■ Work instruction
Return all the entries word for word.

=======

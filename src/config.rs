//! Configuration for the update-config generator

use serde::Deserialize;

use crate::model::Schedule;

/// Default pull-request limit per ecosystem entry.
const DEFAULT_PR_LIMIT: u32 = 10;

/// Default update interval.
const DEFAULT_INTERVAL: &str = "weekly";

/// Generator configuration.
///
/// Schedule parameters are supplied by the caller (CLI flags or a JSON
/// options value); this subsystem never computes them.
#[derive(Debug, Clone, Deserialize)]
#[serde(default)]
pub struct GeneratorConfig {
    /// Update schedule applied to every generated entry
    pub schedule: ScheduleConfig,
    /// Labels attached to update pull requests
    pub labels: Vec<String>,
    /// Open pull-request limit per entry
    pub pr_limit: u32,
    /// Emit grouped entries; `false` is the degraded single-bucket tier
    pub grouping: bool,
}

impl Default for GeneratorConfig {
    fn default() -> Self {
        Self {
            schedule: ScheduleConfig::default(),
            labels: vec!["dependencies".to_string()],
            pr_limit: DEFAULT_PR_LIMIT,
            grouping: true,
        }
    }
}

/// Schedule parameters (interval/day/time).
#[derive(Debug, Clone, Deserialize)]
#[serde(default)]
pub struct ScheduleConfig {
    pub interval: String,
    pub day: Option<String>,
    pub time: Option<String>,
}

impl Default for ScheduleConfig {
    fn default() -> Self {
        Self {
            interval: DEFAULT_INTERVAL.to_string(),
            day: Some("monday".to_string()),
            time: None,
        }
    }
}

impl GeneratorConfig {
    /// Parse configuration from a JSON options value.
    pub fn from_options(options: Option<serde_json::Value>) -> Self {
        match options {
            Some(value) => serde_json::from_value(value).unwrap_or_default(),
            None => Self::default(),
        }
    }

    /// The schedule record placed in every generated entry.
    pub fn schedule(&self) -> Schedule {
        Schedule {
            interval: self.schedule.interval.clone(),
            day: self.schedule.day.clone(),
            time: self.schedule.time.clone(),
        }
    }
}
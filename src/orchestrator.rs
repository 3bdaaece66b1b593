//! Multi-ecosystem orchestration
//!
//! Runs the Reader → Parser → Detector → Grouping pipeline for each of
//! the four ecosystems concurrently and assembles the final document.
//! The pipelines are pure and independent: each owns its private
//! dependency map and detection result, and nothing is shared until the
//! deterministic fan-in merge.

use std::path::Path;

use futures::future::join_all;

use crate::config::GeneratorConfig;
use crate::detect::{self, signatures};
use crate::ecosystems::{ALL_ECOSYSTEMS, Ecosystem};
use crate::grouping::generate_groups;
use crate::model::{DetectionSummary, EcosystemUpdate, ProjectConfig};
use crate::readers;

/// Build the full project configuration for a project root.
///
/// Ecosystems with no manifest contribute nothing. A reader failure
/// drops only the affected ecosystem, with a logged warning. The fixed
/// CI-pipeline entry is always appended, even for an empty project.
pub async fn build_project_config(root: &Path, config: &GeneratorConfig) -> ProjectConfig {
    let pipelines = ALL_ECOSYSTEMS
        .iter()
        .map(|&eco| run_pipeline(root, eco, config));

    // join_all preserves input order, which gives the fixed ecosystem
    // order in the assembled list.
    let results = join_all(pipelines).await;

    let mut updates = Vec::new();
    let mut summaries = Vec::new();
    for result in results.into_iter().flatten() {
        updates.push(result.update);
        summaries.push(result.summary);
    }

    updates.push(EcosystemUpdate::ci_pipeline(
        config.schedule(),
        config.pr_limit,
    ));

    ProjectConfig::new(updates, summaries)
}

struct PipelineResult {
    update: EcosystemUpdate,
    summary: DetectionSummary,
}

/// Run one ecosystem's pipeline. Returns `None` when the ecosystem is
/// absent or its manifest is unreadable.
async fn run_pipeline(
    root: &Path,
    eco: Ecosystem,
    config: &GeneratorConfig,
) -> Option<PipelineResult> {
    let deps = match readers::read_dependencies(root, eco).await {
        Ok(Some(deps)) => deps,
        Ok(None) => return None,
        Err(err) => {
            tracing::warn!(ecosystem = %eco, error = %err, "skipping ecosystem");
            return None;
        }
    };

    let detection = detect::detect(
        &deps,
        signatures::table(eco),
        signatures::primary_eligible(eco),
    );

    // Manifest present but nothing parsed or nothing detected: the
    // ecosystem still gets an ungrouped entry. The degraded tier always
    // gets the ungrouped entry.
    let groups = if config.grouping {
        generate_groups(eco, &detection)
    } else {
        Default::default()
    };

    tracing::info!(
        ecosystem = %eco,
        dependencies = deps.len(),
        frameworks = detection.detected.len(),
        groups = groups.len(),
        "ecosystem processed"
    );

    let group_names: Vec<String> = groups.keys().cloned().collect();
    let update = EcosystemUpdate::for_ecosystem(
        eco,
        config.schedule(),
        config.pr_limit,
        config.labels.clone(),
        groups,
    );
    let summary = DetectionSummary {
        ecosystem: eco,
        dependency_count: deps.len(),
        detection,
        group_names,
    };

    Some(PipelineResult { update, summary })
}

=======

■ Expected answer
filename src/config.rs
//! Configuration for the update-config generator

use serde::Deserialize;

use crate::model::Schedule;

/// Default pull-request limit per ecosystem entry.
const DEFAULT_PR_LIMIT: u32 = 10;

/// Default update interval.
const DEFAULT_INTERVAL: &str = "weekly";

/// Generator configuration.
///
/// Schedule parameters are supplied by the caller (CLI flags or a JSON
/// options value); this subsystem never computes them.
#[derive(Debug, Clone, Deserialize)]
#[serde(default)]
pub struct GeneratorConfig {
    /// Update schedule applied to every generated entry
    pub schedule: ScheduleConfig,
    /// Labels attached to update pull requests
    pub labels: Vec<String>,
    /// Open pull-request limit per entry
    pub pr_limit: u32,
    /// Emit grouped entries; `false` is the degraded single-bucket tier
    pub grouping: bool,
}

impl Default for GeneratorConfig {
    fn default() -> Self {
        Self {
            schedule: ScheduleConfig::default(),
            labels: vec!["dependencies".to_string()],
            pr_limit: DEFAULT_PR_LIMIT,
            grouping: true,
        }
    }
}

/// Schedule parameters (interval/day/time).
#[derive(Debug, Clone, Deserialize)]
#[serde(default)]
pub struct ScheduleConfig {
    pub interval: String,
    pub day: Option<String>,
    pub time: Option<String>,
}

impl Default for ScheduleConfig {
    fn default() -> Self {
        Self {
            interval: DEFAULT_INTERVAL.to_string(),
            day: Some("monday".to_string()),
            time: None,
        }
    }
}

impl GeneratorConfig {
    /// Parse configuration from a JSON options value.
    pub fn from_options(options: Option<serde_json::Value>) -> Self {
        match options {
            Some(value) => serde_json::from_value(value).unwrap_or_default(),
            None => Self::default(),
        }
    }

    /// The schedule record placed in every generated entry.
    pub fn schedule(&self) -> Schedule {
        Schedule {
            interval: self.schedule.interval.clone(),
            day: self.schedule.day.clone(),
            time: self.schedule.time.clone(),
        }
    }
}
filename src/orchestrator.rs
repository 3bdaaece66b1b593
//! Multi-ecosystem orchestration
//!
//! Runs the Reader → Parser → Detector → Grouping pipeline for each of
//! the four ecosystems concurrently and assembles the final document.
//! The pipelines are pure and independent: each owns its private
//! dependency map and detection result, and nothing is shared until the
//! deterministic fan-in merge.

use std::path::Path;

use futures::future::join_all;

use crate::config::GeneratorConfig;
use crate::detect::{self, signatures};
use crate::ecosystems::{ALL_ECOSYSTEMS, Ecosystem};
use crate::grouping::generate_groups;
use crate::model::{DetectionSummary, EcosystemUpdate, ProjectConfig};
use crate::readers;

/// Build the full project configuration for a project root.
///
/// Ecosystems with no manifest contribute nothing. A reader failure
/// drops only the affected ecosystem, with a logged warning. The fixed
/// CI-pipeline entry is always appended, even for an empty project.
pub async fn build_project_config(root: &Path, config: &GeneratorConfig) -> ProjectConfig {
    let pipelines = ALL_ECOSYSTEMS
        .iter()
        .map(|&eco| run_pipeline(root, eco, config));

    // join_all preserves input order, which gives the fixed ecosystem
    // order in the assembled list.
    let results = join_all(pipelines).await;

    let mut updates = Vec::new();
    let mut summaries = Vec::new();
    for result in results.into_iter().flatten() {
        updates.push(result.update);
        summaries.push(result.summary);
    }

    updates.push(EcosystemUpdate::ci_pipeline(
        config.schedule(),
        config.pr_limit,
    ));

    ProjectConfig::new(updates, summaries)
}

struct PipelineResult {
    update: EcosystemUpdate,
    summary: DetectionSummary,
}

/// Run one ecosystem's pipeline. Returns `None` when the ecosystem is
/// absent or its manifest is unreadable.
async fn run_pipeline(
    root: &Path,
    eco: Ecosystem,
    config: &GeneratorConfig,
) -> Option<PipelineResult> {
    let deps = match readers::read_dependencies(root, eco).await {
        Ok(Some(deps)) => deps,
        Ok(None) => return None,
        Err(err) => {
            tracing::warn!(ecosystem = %eco, error = %err, "skipping ecosystem");
            return None;
        }
    };

    let detection = detect::detect(
        &deps,
        signatures::table(eco),
        signatures::primary_eligible(eco),
    );

    // Manifest present but nothing parsed or nothing detected: the
    // ecosystem still gets an ungrouped entry. The degraded tier always
    // gets the ungrouped entry.
    let groups = if config.grouping {
        generate_groups(eco, &detection)
    } else {
        Default::default()
    };

    tracing::info!(
        ecosystem = %eco,
        dependencies = deps.len(),
        frameworks = detection.detected.len(),
        groups = groups.len(),
        "ecosystem processed"
    );

    let group_names: Vec<String> = groups.keys().cloned().collect();
    let update = EcosystemUpdate::for_ecosystem(
        eco,
        config.schedule(),
        config.pr_limit,
        config.labels.clone(),
        groups,
    );
    let summary = DetectionSummary {
        ecosystem: eco,
        dependency_count: deps.len(),
        detection,
        group_names,
    };

    Some(PipelineResult { update, summary })
}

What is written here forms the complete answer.